Start of Dataset entries

//! Sort directions, sort catalogs, and sort specs.
//!
//! A [`SortCatalog`] maps sort-key strings to typed comparison closures. It is
//! built once per record type and consulted whenever a caller asks to sort by
//! a name that arrived as text (typically a URL query parameter). Names that
//! are not in the catalog resolve to nothing, and the query is left as is.

use std::cmp::Ordering;
use std::collections::BTreeMap;
use std::fmt;
use std::sync::Arc;

use serde::{Deserialize, Serialize};

use crate::record::Record;
use crate::value::sort_values;

/// Shared comparison closure over two records.
pub type Comparator<T> = Arc<dyn Fn(&T, &T) -> Ordering + Send + Sync>;

/// Sort direction.
#[derive(Debug, Clone, Copy, PartialEq, Eq, Hash, Default, Serialize, Deserialize)]
#[serde(rename_all = "lowercase")]
pub enum Dir {
    #[default]
    Asc,
    Desc,
}

impl Dir {
    /// `Desc` when `descending` is set, `Asc` otherwise.
    pub fn from_descending(descending: bool) -> Self {
        if descending {
            Dir::Desc
        } else {
            Dir::Asc
        }
    }

    pub fn is_desc(self) -> bool {
        matches!(self, Dir::Desc)
    }

    /// Applies this direction to an ascending ordering.
    pub fn apply(self, ordering: Ordering) -> Ordering {
        match self {
            Dir::Asc => ordering,
            Dir::Desc => ordering.reverse(),
        }
    }

    pub fn as_str(self) -> &'static str {
        match self {
            Dir::Asc => "asc",
            Dir::Desc => "desc",
        }
    }

    fn from_name(name: &str) -> Option<Self> {
        if name.eq_ignore_ascii_case("asc") || name.eq_ignore_ascii_case("ascending") {
            Some(Dir::Asc)
        } else if name.eq_ignore_ascii_case("desc") || name.eq_ignore_ascii_case("descending") {
            Some(Dir::Desc)
        } else {
            None
        }
    }
}

impl fmt::Display for Dir {
    fn fmt(&self, f: &mut fmt::Formatter<'_>) -> fmt::Result {
        f.write_str(self.as_str())
    }
}

/// Mapping from sort-key names to comparators for one record type.
///
/// # Example
///
/// ```
/// use quarry::SortCatalog;
///
/// struct Ride {
///     fare: u32,
///     city: String,
/// }
///
/// let catalog = SortCatalog::new()
///     .key("fare", |r: &Ride| r.fare)
///     .key_by("city", |a: &Ride, b: &Ride| a.city.cmp(&b.city));
///
/// assert!(catalog.contains("fare"));
/// assert!(catalog.resolve("Fare").is_none());
/// ```
pub struct SortCatalog<T> {
    keys: BTreeMap<String, Comparator<T>>,
}

impl<T: 'static> SortCatalog<T> {
    /// Creates an empty catalog.
    pub fn new() -> Self {
        SortCatalog {
            keys: BTreeMap::new(),
        }
    }

    /// Registers a key ordered by the value `extract` returns.
    pub fn key<K, F>(self, name: impl Into<String>, extract: F) -> Self
    where
        K: Ord,
        F: Fn(&T) -> K + Send + Sync + 'static,
    {
        self.key_by(name, move |a, b| extract(a).cmp(&extract(b)))
    }

    /// Registers a key with an explicit ascending comparison.
    ///
    /// A name registered twice keeps the last comparator.
    pub fn key_by<F>(mut self, name: impl Into<String>, compare: F) -> Self
    where
        F: Fn(&T, &T) -> Ordering + Send + Sync + 'static,
    {
        self.keys.insert(name.into(), Arc::new(compare));
        self
    }

    /// Builds a catalog with one key per [`Record::FIELDS`] entry.
    ///
    /// Keys order by [`sort_values`](crate::sort_values): NaN after every
    /// other number, mismatched kinds grouped by kind, absent values last.
    pub fn from_record() -> Self
    where
        T: Record,
    {
        T::FIELDS.iter().fold(SortCatalog::new(), |catalog, &field| {
            catalog.key_by(field, move |a: &T, b: &T| {
                sort_values(&a.field_value(field), &b.field_value(field))
            })
        })
    }
}

impl<T> SortCatalog<T> {
    /// Looks up a key by exact, case-sensitive name.
    pub fn resolve(&self, name: &str) -> Option<&Comparator<T>> {
        self.keys.get(name)
    }

    pub fn contains(&self, name: &str) -> bool {
        self.keys.contains_key(name)
    }

    /// Registered key names, sorted.
    pub fn keys(&self) -> impl Iterator<Item = &str> {
        self.keys.keys().map(String::as_str)
    }

    pub fn len(&self) -> usize {
        self.keys.len()
    }

    pub fn is_empty(&self) -> bool {
        self.keys.is_empty()
    }
}

impl<T: 'static> Default for SortCatalog<T> {
    fn default() -> Self {
        SortCatalog::new()
    }
}

impl<T> fmt::Debug for SortCatalog<T> {
    fn fmt(&self, f: &mut fmt::Formatter<'_>) -> fmt::Result {
        f.debug_struct("SortCatalog")
            .field("keys", &self.keys.keys().collect::<Vec<_>>())
            .finish()
    }
}

/// A parsed sort request: a key name and an optional explicit direction.
///
/// Accepted spellings are `age`, `-age`, `+age`, `age:desc`, and `age desc`.
/// Parsing never fails on a non-blank key; an unrecognised direction word
/// leaves the direction unset.
#[derive(Debug, Clone, PartialEq, Eq)]
pub struct SortSpec {
    pub key: String,
    pub dir: Option<Dir>,
}

impl SortSpec {
    /// Parses a sort spec. Returns `None` for blank input.
    pub fn parse(input: &str) -> Option<SortSpec> {
        let input = input.trim();
        if input.is_empty() {
            return None;
        }

        if let Some(key) = input.strip_prefix('-') {
            return Self::keyed(key, Some(Dir::Desc));
        }
        if let Some(key) = input.strip_prefix('+') {
            return Self::keyed(key, Some(Dir::Asc));
        }

        let split = input
            .split_once(':')
            .or_else(|| input.split_once(char::is_whitespace));
        match split {
            Some((key, dir)) => Self::keyed(key, Dir::from_name(dir.trim())),
            None => Self::keyed(input, None),
        }
    }

    /// Direction to use, falling back to `descending` when none was written.
    pub fn dir_or(&self, descending: bool) -> Dir {
        self.dir.unwrap_or(Dir::from_descending(descending))
    }

    fn keyed(key: &str, dir: Option<Dir>) -> Option<SortSpec> {
        let key = key.trim();
        if key.is_empty() {
            return None;
        }
        Some(SortSpec {
            key: key.to_string(),
            dir,
        })
    }
}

End of Dataset entries

Work to be completed:
From the listing above, copy all lines holding the word "Registers".

Task response:
    /// Registers a key ordered by the value `extract` returns.
    /// Registers a key with an explicit ascending comparison.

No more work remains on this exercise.